[Collected data entries]
# # #

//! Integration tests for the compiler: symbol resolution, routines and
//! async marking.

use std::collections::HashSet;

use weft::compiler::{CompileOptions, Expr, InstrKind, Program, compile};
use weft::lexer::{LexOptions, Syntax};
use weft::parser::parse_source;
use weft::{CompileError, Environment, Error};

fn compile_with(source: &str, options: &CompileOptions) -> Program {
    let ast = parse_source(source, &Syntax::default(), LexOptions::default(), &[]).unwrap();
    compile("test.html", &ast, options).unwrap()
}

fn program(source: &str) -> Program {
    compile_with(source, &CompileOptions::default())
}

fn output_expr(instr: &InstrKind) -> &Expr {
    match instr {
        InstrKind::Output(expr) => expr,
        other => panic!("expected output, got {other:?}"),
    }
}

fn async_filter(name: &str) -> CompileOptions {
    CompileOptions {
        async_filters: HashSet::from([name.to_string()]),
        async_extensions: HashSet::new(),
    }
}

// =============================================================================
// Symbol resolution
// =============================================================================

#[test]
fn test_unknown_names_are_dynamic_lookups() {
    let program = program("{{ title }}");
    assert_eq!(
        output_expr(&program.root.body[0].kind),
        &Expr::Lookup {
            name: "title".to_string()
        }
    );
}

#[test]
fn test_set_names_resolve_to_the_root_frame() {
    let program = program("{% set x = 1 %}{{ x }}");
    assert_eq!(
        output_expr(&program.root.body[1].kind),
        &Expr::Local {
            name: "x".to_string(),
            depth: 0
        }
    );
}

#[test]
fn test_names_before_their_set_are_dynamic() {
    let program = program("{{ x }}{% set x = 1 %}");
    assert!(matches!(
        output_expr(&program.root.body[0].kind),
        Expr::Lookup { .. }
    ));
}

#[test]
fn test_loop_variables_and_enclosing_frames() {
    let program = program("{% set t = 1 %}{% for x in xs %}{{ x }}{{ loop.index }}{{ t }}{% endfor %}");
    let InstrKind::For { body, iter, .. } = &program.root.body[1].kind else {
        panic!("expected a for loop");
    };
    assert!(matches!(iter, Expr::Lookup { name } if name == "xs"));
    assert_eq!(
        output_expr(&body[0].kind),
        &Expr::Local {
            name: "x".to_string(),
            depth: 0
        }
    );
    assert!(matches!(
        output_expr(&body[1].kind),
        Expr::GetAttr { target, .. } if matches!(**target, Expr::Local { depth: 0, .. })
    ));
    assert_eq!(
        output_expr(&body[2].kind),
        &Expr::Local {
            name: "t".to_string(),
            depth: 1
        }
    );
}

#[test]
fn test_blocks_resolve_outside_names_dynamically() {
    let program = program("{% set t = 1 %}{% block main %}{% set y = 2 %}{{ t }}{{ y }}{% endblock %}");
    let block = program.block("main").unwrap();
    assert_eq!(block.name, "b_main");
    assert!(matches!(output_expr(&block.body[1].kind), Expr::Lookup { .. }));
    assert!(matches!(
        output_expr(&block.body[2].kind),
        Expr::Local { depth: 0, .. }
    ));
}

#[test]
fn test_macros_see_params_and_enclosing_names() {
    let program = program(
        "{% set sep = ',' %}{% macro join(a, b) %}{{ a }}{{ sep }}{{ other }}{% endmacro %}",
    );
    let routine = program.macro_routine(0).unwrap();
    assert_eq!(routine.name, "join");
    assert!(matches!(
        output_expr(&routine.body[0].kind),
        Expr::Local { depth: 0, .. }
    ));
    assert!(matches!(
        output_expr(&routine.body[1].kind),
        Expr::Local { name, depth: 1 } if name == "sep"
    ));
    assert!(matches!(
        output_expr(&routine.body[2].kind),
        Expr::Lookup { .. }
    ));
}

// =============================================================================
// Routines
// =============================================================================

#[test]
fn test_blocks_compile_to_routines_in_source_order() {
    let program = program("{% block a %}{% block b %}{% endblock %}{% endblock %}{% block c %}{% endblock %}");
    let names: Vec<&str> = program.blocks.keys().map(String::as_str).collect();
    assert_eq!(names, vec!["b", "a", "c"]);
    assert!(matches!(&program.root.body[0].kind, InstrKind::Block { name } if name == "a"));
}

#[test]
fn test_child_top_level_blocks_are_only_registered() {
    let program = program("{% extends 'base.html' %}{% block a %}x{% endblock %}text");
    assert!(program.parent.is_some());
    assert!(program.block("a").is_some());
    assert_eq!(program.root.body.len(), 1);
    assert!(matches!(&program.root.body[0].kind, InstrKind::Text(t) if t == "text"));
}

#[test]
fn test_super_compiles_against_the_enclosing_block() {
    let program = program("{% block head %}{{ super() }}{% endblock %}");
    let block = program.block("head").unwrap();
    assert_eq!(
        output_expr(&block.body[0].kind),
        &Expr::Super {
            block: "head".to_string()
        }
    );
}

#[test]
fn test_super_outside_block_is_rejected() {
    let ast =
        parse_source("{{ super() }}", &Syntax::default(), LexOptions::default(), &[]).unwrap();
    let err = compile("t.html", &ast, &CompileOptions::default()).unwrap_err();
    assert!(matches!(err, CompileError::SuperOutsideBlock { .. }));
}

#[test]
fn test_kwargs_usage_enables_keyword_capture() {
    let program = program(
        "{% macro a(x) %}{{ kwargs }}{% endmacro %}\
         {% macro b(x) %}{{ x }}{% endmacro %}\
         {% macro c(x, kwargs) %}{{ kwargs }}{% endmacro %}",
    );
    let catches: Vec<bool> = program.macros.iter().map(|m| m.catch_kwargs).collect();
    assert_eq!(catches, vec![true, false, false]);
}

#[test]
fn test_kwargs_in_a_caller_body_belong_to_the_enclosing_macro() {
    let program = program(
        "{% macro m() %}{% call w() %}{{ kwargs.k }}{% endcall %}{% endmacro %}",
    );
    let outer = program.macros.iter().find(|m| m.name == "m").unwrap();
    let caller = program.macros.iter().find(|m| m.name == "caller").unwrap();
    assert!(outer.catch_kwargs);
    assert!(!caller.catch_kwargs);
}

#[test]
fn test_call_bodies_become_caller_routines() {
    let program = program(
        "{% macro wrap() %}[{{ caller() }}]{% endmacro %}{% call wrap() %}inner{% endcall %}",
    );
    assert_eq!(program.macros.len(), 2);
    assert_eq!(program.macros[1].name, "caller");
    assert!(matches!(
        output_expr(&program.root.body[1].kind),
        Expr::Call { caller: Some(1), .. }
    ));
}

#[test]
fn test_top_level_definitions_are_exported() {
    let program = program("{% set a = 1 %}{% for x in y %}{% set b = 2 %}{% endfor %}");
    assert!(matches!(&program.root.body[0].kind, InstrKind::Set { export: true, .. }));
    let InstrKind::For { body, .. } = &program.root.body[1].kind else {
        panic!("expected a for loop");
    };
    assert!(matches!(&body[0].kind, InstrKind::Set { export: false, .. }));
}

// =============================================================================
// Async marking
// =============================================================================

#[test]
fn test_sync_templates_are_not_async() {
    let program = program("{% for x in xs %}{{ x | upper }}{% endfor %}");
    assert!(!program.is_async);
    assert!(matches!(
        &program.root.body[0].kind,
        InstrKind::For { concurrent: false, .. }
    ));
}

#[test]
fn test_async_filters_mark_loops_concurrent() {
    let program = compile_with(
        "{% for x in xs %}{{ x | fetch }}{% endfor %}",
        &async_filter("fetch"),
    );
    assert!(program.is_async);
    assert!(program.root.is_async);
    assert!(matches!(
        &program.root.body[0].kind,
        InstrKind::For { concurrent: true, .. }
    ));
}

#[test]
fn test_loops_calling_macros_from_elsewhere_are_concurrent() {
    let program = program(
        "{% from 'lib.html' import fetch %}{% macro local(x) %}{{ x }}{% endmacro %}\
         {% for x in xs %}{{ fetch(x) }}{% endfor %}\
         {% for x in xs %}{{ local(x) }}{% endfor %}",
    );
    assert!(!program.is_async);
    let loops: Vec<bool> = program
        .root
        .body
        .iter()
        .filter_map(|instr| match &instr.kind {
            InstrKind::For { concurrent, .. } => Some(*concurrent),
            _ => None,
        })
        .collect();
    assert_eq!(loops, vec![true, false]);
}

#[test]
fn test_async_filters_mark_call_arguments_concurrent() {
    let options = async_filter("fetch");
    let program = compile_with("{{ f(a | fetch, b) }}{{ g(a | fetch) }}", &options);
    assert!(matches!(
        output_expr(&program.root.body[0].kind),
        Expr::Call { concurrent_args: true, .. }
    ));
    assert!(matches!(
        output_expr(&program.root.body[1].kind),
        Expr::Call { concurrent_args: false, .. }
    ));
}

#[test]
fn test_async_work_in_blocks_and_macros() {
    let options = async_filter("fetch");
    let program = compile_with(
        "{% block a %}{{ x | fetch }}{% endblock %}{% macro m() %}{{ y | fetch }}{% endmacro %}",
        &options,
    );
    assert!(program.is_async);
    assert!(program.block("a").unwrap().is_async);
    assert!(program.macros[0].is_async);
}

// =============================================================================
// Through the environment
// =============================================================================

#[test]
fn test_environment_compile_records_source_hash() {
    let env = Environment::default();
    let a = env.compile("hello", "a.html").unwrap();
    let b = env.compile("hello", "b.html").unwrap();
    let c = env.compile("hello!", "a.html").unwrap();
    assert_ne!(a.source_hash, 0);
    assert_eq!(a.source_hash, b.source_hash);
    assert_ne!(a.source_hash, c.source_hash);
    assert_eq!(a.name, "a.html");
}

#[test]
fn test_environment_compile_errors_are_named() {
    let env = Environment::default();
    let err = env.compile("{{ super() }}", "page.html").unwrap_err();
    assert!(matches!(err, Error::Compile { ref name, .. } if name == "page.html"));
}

# # #

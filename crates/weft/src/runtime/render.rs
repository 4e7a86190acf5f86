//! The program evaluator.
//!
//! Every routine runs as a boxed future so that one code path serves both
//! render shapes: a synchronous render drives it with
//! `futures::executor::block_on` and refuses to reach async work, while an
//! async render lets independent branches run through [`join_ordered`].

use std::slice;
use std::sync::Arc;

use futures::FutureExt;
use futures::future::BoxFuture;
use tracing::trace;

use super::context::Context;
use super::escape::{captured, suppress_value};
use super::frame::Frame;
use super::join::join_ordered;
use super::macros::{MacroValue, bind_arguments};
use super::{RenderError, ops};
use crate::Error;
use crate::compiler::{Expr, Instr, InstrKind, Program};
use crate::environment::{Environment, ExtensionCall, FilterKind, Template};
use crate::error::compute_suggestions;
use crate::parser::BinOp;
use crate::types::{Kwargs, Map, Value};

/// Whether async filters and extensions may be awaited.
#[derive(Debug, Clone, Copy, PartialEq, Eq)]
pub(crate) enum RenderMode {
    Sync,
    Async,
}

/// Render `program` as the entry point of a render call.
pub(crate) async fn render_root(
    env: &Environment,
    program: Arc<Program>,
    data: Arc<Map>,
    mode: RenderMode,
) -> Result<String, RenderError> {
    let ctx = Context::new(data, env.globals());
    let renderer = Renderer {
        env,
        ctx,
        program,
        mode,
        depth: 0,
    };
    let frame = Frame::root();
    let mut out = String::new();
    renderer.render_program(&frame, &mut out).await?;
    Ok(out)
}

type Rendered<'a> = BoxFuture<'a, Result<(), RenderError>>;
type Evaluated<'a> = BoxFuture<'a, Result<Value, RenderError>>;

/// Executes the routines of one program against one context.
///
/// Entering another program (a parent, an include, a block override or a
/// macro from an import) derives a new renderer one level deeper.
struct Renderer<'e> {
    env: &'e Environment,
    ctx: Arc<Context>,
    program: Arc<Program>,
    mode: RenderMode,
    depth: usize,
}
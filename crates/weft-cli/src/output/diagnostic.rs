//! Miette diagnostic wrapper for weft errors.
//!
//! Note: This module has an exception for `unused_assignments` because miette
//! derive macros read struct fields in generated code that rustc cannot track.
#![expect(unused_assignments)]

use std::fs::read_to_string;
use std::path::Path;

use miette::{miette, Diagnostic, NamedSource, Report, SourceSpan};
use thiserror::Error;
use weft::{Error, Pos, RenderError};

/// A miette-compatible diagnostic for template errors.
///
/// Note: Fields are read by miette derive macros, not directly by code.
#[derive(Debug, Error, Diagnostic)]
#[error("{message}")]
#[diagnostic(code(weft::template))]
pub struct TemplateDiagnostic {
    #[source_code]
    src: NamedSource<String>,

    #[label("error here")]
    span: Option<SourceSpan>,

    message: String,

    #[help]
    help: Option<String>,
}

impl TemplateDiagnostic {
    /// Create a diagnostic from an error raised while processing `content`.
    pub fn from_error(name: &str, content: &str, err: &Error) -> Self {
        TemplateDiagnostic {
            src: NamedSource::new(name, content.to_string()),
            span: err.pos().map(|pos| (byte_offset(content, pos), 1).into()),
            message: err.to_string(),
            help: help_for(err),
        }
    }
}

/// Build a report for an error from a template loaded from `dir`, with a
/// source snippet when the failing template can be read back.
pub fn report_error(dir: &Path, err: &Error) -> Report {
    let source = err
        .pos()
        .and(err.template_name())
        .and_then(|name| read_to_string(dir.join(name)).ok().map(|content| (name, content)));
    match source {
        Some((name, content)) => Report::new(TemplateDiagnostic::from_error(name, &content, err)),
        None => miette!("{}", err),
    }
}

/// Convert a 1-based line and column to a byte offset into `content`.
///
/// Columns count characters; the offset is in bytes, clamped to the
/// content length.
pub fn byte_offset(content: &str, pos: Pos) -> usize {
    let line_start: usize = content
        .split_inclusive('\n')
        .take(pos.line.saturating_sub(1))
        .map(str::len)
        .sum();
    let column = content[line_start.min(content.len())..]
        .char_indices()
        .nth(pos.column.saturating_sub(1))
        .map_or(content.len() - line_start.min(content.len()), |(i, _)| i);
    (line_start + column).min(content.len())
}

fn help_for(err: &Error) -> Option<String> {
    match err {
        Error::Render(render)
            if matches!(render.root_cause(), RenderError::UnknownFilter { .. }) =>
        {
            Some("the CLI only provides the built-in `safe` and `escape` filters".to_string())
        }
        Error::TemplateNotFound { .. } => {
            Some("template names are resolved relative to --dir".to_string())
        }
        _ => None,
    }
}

# # #

▶ **INSTRUCTIONS TO FOLLOW**:
Check each line of the data above, and please copy the ones in which the string "outer" occurs.

▶ **RESPONSE TO THIS TASK**:
    let outer = program.macros.iter().find(|m| m.name == "m").unwrap();
    assert!(outer.catch_kwargs);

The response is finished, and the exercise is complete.